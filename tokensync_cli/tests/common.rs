#![allow(dead_code)]

use std::path::Path;
use std::path::PathBuf;

use assert_cmd::Command;

pub fn tokensync_cmd() -> Command {
	let mut cmd = Command::new(env!("CARGO_BIN_EXE_tokensync"));
	cmd.env("NO_COLOR", "1").env_remove("RUST_LOG");
	cmd
}

/// One page holding a frame with two text layers and a button instance whose
/// label is driven by the `label#1` property, plus a loose text layer and a
/// rectangle. The frame is selected.
pub const DOCUMENT: &str = r#"{
	"nodes": [
		{ "id": "0:0", "type": "DOCUMENT" },
		{ "id": "1:1", "type": "PAGE", "name": "Home", "parent": "0:0" },
		{ "id": "2:1", "type": "FRAME", "parent": "1:1" },
		{ "id": "2:2", "type": "TEXT", "parent": "2:1", "characters": "Sign in" },
		{ "id": "2:3", "type": "TEXT", "parent": "2:1", "characters": "Sign  up" },
		{
			"id": "4:1",
			"type": "INSTANCE",
			"parent": "2:1",
			"componentProperties": { "label#1": { "value": "Sign in" } }
		},
		{
			"id": "4:1;3:2",
			"type": "TEXT",
			"parent": "4:1",
			"characters": "Sign in",
			"componentPropertyReferences": { "characters": "label#1" }
		},
		{ "id": "2:4", "type": "TEXT", "parent": "1:1", "characters": "OK" },
		{ "id": "2:5", "type": "RECTANGLE", "parent": "1:1" }
	],
	"currentPage": "1:1",
	"selection": ["2:1"],
	"libraries": [
		{
			"key": "lib-key-1",
			"name": "Shared",
			"libraryName": "Design System",
			"variables": [
				{
					"id": "VariableID:lib:1",
					"key": "lib-var-1",
					"name": "common/ok",
					"variableCollectionId": "VariableCollectionId:lib",
					"resolvedType": "STRING",
					"valuesByMode": { "9:0": "OK" },
					"scopes": ["TEXT_CONTENT", "WIDTH_HEIGHT"]
				}
			]
		}
	],
	"nextId": 100
}"#;

/// A saved query response with two rows.
pub const SOURCE: &str = r#"{
	"results": [
		{
			"id": "page-1",
			"properties": {
				"key": { "type": "title", "title": [{ "plain_text": "sign_in" }] },
				"ja": { "type": "rich_text", "rich_text": [{ "plain_text": "ログイン" }] },
				"en": { "type": "rich_text", "rich_text": [{ "plain_text": "Sign in" }] }
			}
		},
		{
			"id": "page-2",
			"properties": {
				"key": { "type": "title", "title": [{ "plain_text": "sign_up" }] },
				"ja": { "type": "rich_text", "rich_text": [{ "plain_text": "新規登録" }] },
				"en": { "type": "formula", "formula": { "string": "Sign up" } }
			}
		}
	],
	"has_more": false,
	"next_cursor": null
}"#;

pub fn write_document(dir: &Path) -> std::io::Result<PathBuf> {
	let path = dir.join("design.json");
	std::fs::write(&path, DOCUMENT)?;
	Ok(path)
}

pub fn write_source(dir: &Path) -> std::io::Result<PathBuf> {
	let path = dir.join("source.json");
	std::fs::write(&path, SOURCE)?;
	Ok(path)
}

/// Sync the sample rows into a `Messages` collection with `ja` and `en`
/// modes.
pub fn sync_messages(dir: &Path, document: &Path) -> std::io::Result<()> {
	let source = write_source(dir)?;
	tokensync_cmd()
		.arg("sync")
		.arg("--path")
		.arg(dir)
		.arg("--document")
		.arg(document)
		.arg("--source")
		.arg(source)
		.args(["--collection", "Messages", "--key-property", "key", "--values", "ja,en"])
		.assert()
		.success();
	Ok(())
}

EXERCISE REQUIREMENTS:
I'd like the records returned exactly as they were written, please.

THE COMPLETED TASK:
filename tokensync_cli/tests/common.rs
#![allow(dead_code)]

use std::path::Path;
use std::path::PathBuf;

use assert_cmd::Command;

pub fn tokensync_cmd() -> Command {
	let mut cmd = Command::new(env!("CARGO_BIN_EXE_tokensync"));
	cmd.env("NO_COLOR", "1").env_remove("RUST_LOG");
	cmd
}

/// One page holding a frame with two text layers and a button instance whose
/// label is driven by the `label#1` property, plus a loose text layer and a
/// rectangle. The frame is selected.
pub const DOCUMENT: &str = r#"{
	"nodes": [
		{ "id": "0:0", "type": "DOCUMENT" },
		{ "id": "1:1", "type": "PAGE", "name": "Home", "parent": "0:0" },
		{ "id": "2:1", "type": "FRAME", "parent": "1:1" },
		{ "id": "2:2", "type": "TEXT", "parent": "2:1", "characters": "Sign in" },
		{ "id": "2:3", "type": "TEXT", "parent": "2:1", "characters": "Sign  up" },
		{
			"id": "4:1",
			"type": "INSTANCE",
			"parent": "2:1",
			"componentProperties": { "label#1": { "value": "Sign in" } }
		},
		{
			"id": "4:1;3:2",
			"type": "TEXT",
			"parent": "4:1",
			"characters": "Sign in",
			"componentPropertyReferences": { "characters": "label#1" }
		},
		{ "id": "2:4", "type": "TEXT", "parent": "1:1", "characters": "OK" },
		{ "id": "2:5", "type": "RECTANGLE", "parent": "1:1" }
	],
	"currentPage": "1:1",
	"selection": ["2:1"],
	"libraries": [
		{
			"key": "lib-key-1",
			"name": "Shared",
			"libraryName": "Design System",
			"variables": [
				{
					"id": "VariableID:lib:1",
					"key": "lib-var-1",
					"name": "common/ok",
					"variableCollectionId": "VariableCollectionId:lib",
					"resolvedType": "STRING",
					"valuesByMode": { "9:0": "OK" },
					"scopes": ["TEXT_CONTENT", "WIDTH_HEIGHT"]
				}
			]
		}
	],
	"nextId": 100
}"#;

/// A saved query response with two rows.
pub const SOURCE: &str = r#"{
	"results": [
		{
			"id": "page-1",
			"properties": {
				"key": { "type": "title", "title": [{ "plain_text": "sign_in" }] },
				"ja": { "type": "rich_text", "rich_text": [{ "plain_text": "ログイン" }] },
				"en": { "type": "rich_text", "rich_text": [{ "plain_text": "Sign in" }] }
			}
		},
		{
			"id": "page-2",
			"properties": {
				"key": { "type": "title", "title": [{ "plain_text": "sign_up" }] },
				"ja": { "type": "rich_text", "rich_text": [{ "plain_text": "新規登録" }] },
				"en": { "type": "formula", "formula": { "string": "Sign up" } }
			}
		}
	],
	"has_more": false,
	"next_cursor": null
}"#;

pub fn write_document(dir: &Path) -> std::io::Result<PathBuf> {
	let path = dir.join("design.json");
	std::fs::write(&path, DOCUMENT)?;
	Ok(path)
}

pub fn write_source(dir: &Path) -> std::io::Result<PathBuf> {
	let path = dir.join("source.json");
	std::fs::write(&path, SOURCE)?;
	Ok(path)
}

/// Sync the sample rows into a `Messages` collection with `ja` and `en`
/// modes.
pub fn sync_messages(dir: &Path, document: &Path) -> std::io::Result<()> {
	let source = write_source(dir)?;
	tokensync_cmd()
		.arg("sync")
		.arg("--path")
		.arg(dir)
		.arg("--document")
		.arg(document)
		.arg("--source")
		.arg(source)
		.args(["--collection", "Messages", "--key-property", "key", "--values", "ja,en"])
		.assert()
		.success();
	Ok(())
}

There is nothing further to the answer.